This is my review of Shadow of the Rock (A Spike Sanguinetti Mystery) by Thomas Mogford.
When former school friend Solomon Hassan knocks on his door in Gibraltar, tax lawyer Spike Sanguinetti decides to give him the benefit of the doubt over the charge of murdering his employer’s step-daughter in Tangiers. Spike’s attempt to persuade the Moroccan authorities to drop an extradition charge involves travelling to Tangiers and collecting some of the evidence the police should have found.

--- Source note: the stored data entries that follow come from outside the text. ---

//! Shared types for consistent API responses.

mod response;

pub use response::{ApiResponse, Created, MessageResponse};
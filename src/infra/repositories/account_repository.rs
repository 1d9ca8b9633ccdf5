//! Account repository implementation.

use async_trait::async_trait;
use sea_orm::{ActiveModelTrait, ColumnTrait, DatabaseConnection, EntityTrait, QueryFilter, Set, SqlErr};
use uuid::Uuid;

use super::entities::account::{self, ActiveModel, Entity as AccountEntity};
use crate::domain::Account;
use crate::errors::{AppError, AppResult};

#[cfg(any(test, feature = "test-utils"))]
use mockall::automock;

/// Account repository trait for dependency injection.
///
/// Accounts are write-once: there is no update or delete operation.
#[cfg_attr(any(test, feature = "test-utils"), automock)]
#[async_trait]
pub trait AccountRepository: Send + Sync {
    /// Find account by its unique username
    async fn find_by_username(&self, username: &str) -> AppResult<Option<Account>>;

    /// Create a new account
    async fn create(
        &self,
        username: String,
        email: String,
        password_hash: String,
    ) -> AppResult<Account>;
}

/// Concrete implementation of AccountRepository
pub struct AccountStore {
    db: DatabaseConnection,
}

impl AccountStore {
    /// Create new repository instance
    pub fn new(db: DatabaseConnection) -> Self {
        Self { db }
    }
}

#[async_trait]
impl AccountRepository for AccountStore {
    async fn find_by_username(&self, username: &str) -> AppResult<Option<Account>> {
        let result = AccountEntity::find()
            .filter(account::Column::Username.eq(username))
            .one(&self.db)
            .await
            .map_err(AppError::from)?;

        Ok(result.map(Account::from))
    }

    async fn create(
        &self,
        username: String,
        email: String,
        password_hash: String,
    ) -> AppResult<Account> {
        let now = chrono::Utc::now();
        let active_model = ActiveModel {
            id: Set(Uuid::new_v4()),
            username: Set(username),
            email: Set(email),
            password_hash: Set(password_hash),
            created_at: Set(now),
            updated_at: Set(now),
        };

        // The table carries unique constraints on username and email. A
        // violation here means either a concurrent signup won the race on
        // username, or the email is already taken; both surface as a
        // duplicate account rather than a raw database error.
        let model = active_model.insert(&self.db).await.map_err(|e| {
            match e.sql_err() {
                Some(SqlErr::UniqueConstraintViolation(_)) => AppError::DuplicateAccount,
                _ => AppError::from(e),
            }
        })?;

        Ok(Account::from(model))
    }
}
//! Migration: Create the accounts table.

use sea_orm_migration::prelude::*;

#[derive(DeriveMigrationName)]
pub struct Migration;

#[async_trait::async_trait]
impl MigrationTrait for Migration {
    async fn up(&self, manager: &SchemaManager) -> Result<(), DbErr> {
        manager
            .create_table(
                Table::create()
                    .table(Accounts::Table)
                    .if_not_exists()
                    .col(ColumnDef::new(Accounts::Id).uuid().not_null().primary_key())
                    .col(
                        ColumnDef::new(Accounts::Username)
                            .string()
                            .not_null()
                            .unique_key(),
                    )
                    .col(
                        ColumnDef::new(Accounts::Email)
                            .string()
                            .not_null()
                            .unique_key(),
                    )
                    .col(ColumnDef::new(Accounts::PasswordHash).string().not_null())
                    .col(
                        ColumnDef::new(Accounts::CreatedAt)
                            .timestamp_with_time_zone()
                            .not_null(),
                    )
                    .col(
                        ColumnDef::new(Accounts::UpdatedAt)
                            .timestamp_with_time_zone()
                            .not_null(),
                    )
                    .to_owned(),
            )
            .await
    }

    async fn down(&self, manager: &SchemaManager) -> Result<(), DbErr> {
        manager
            .drop_table(Table::drop().table(Accounts::Table).to_owned())
            .await
    }
}

#[derive(Iden)]
enum Accounts {
    Table,
    Id,
    Username,
    Email,
    PasswordHash,
    CreatedAt,
    UpdatedAt,
}
//! Infrastructure layer - External systems integration
//!
//! This module handles all external system concerns:
//! - Database connections and migrations
//! - Repositories over the account and employee collections

pub mod db;
pub mod repositories;

pub use db::{Database, Migrator};
pub use repositories::{AccountRepository, AccountStore, EmployeeRepository, EmployeeStore};

#[cfg(any(test, feature = "test-utils"))]
pub use repositories::{MockAccountRepository, MockEmployeeRepository};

The spare style conveys more than many tales of twice the length. Details are gradually revealed without any clunky information dumps, although the novel occasionally reminded me of a travel guide or geography book. The author creates a strong sense of place, which reads as if it is based on first-hand knowledge, drawing interesting comparisons between Gibraltar and Morocco, both on the edge of Europe, separated from it by more than distance. Gibraltar is a historical anomaly, an anachronism is many ways, belittled by the Spanish who call its inhabitants “chingongos” – “ a remote tribe of people who are interbred”. In Morocco, the traditional culture is fractured by some of the less savoury aspects of western influence, with capitalist development involving more than a tinge of exploitation, as typified by Solomon’s employer “Dunetech”, “Powering a Greener Future” amongst the desert Bedouin.
So this pacy thriller with serious undertones might seem calculated to please a wide audience. I would have liked it better with fewer formulaic elements: the hook of a prologue describing a context-free murder made more sinister by the assassin’s calmness and the victim’s lack of fear; the frequent scenes of loveless sex and gratuitous violence which are not essential to the plot, but presumably intended to excite or titillate; last but not least, the use of very short chapters, often only a page or two in length, assuming a sound-bite level of concentration. Some scenes fall flat, or are frankly confusing, suggesting a need to edit more for clarity. It is a pity that all chapters do not sustain the excellence of say, Chapter 11 when in less than four pages we are treated to the sharp contrast of Tangiers, Spike’s wry humour, the incongruous presence of Dunetech “gleaming in the sun as if God had just finished buffing it with his own chamois leather” and the firm’s unappealing Head of Corporate Security Toby Riddell. Perhaps this reflects the author’s previous success as a short fiction writer.
Despite my reservations, this is a page-turner, with reasonably developed main characters and some interesting background issues, the denouement is quite sound and does not disappoint, although it would have been more powerful without the final chapter to spell out what the reader has already deduced..
I may read the next in the series, but not for a while.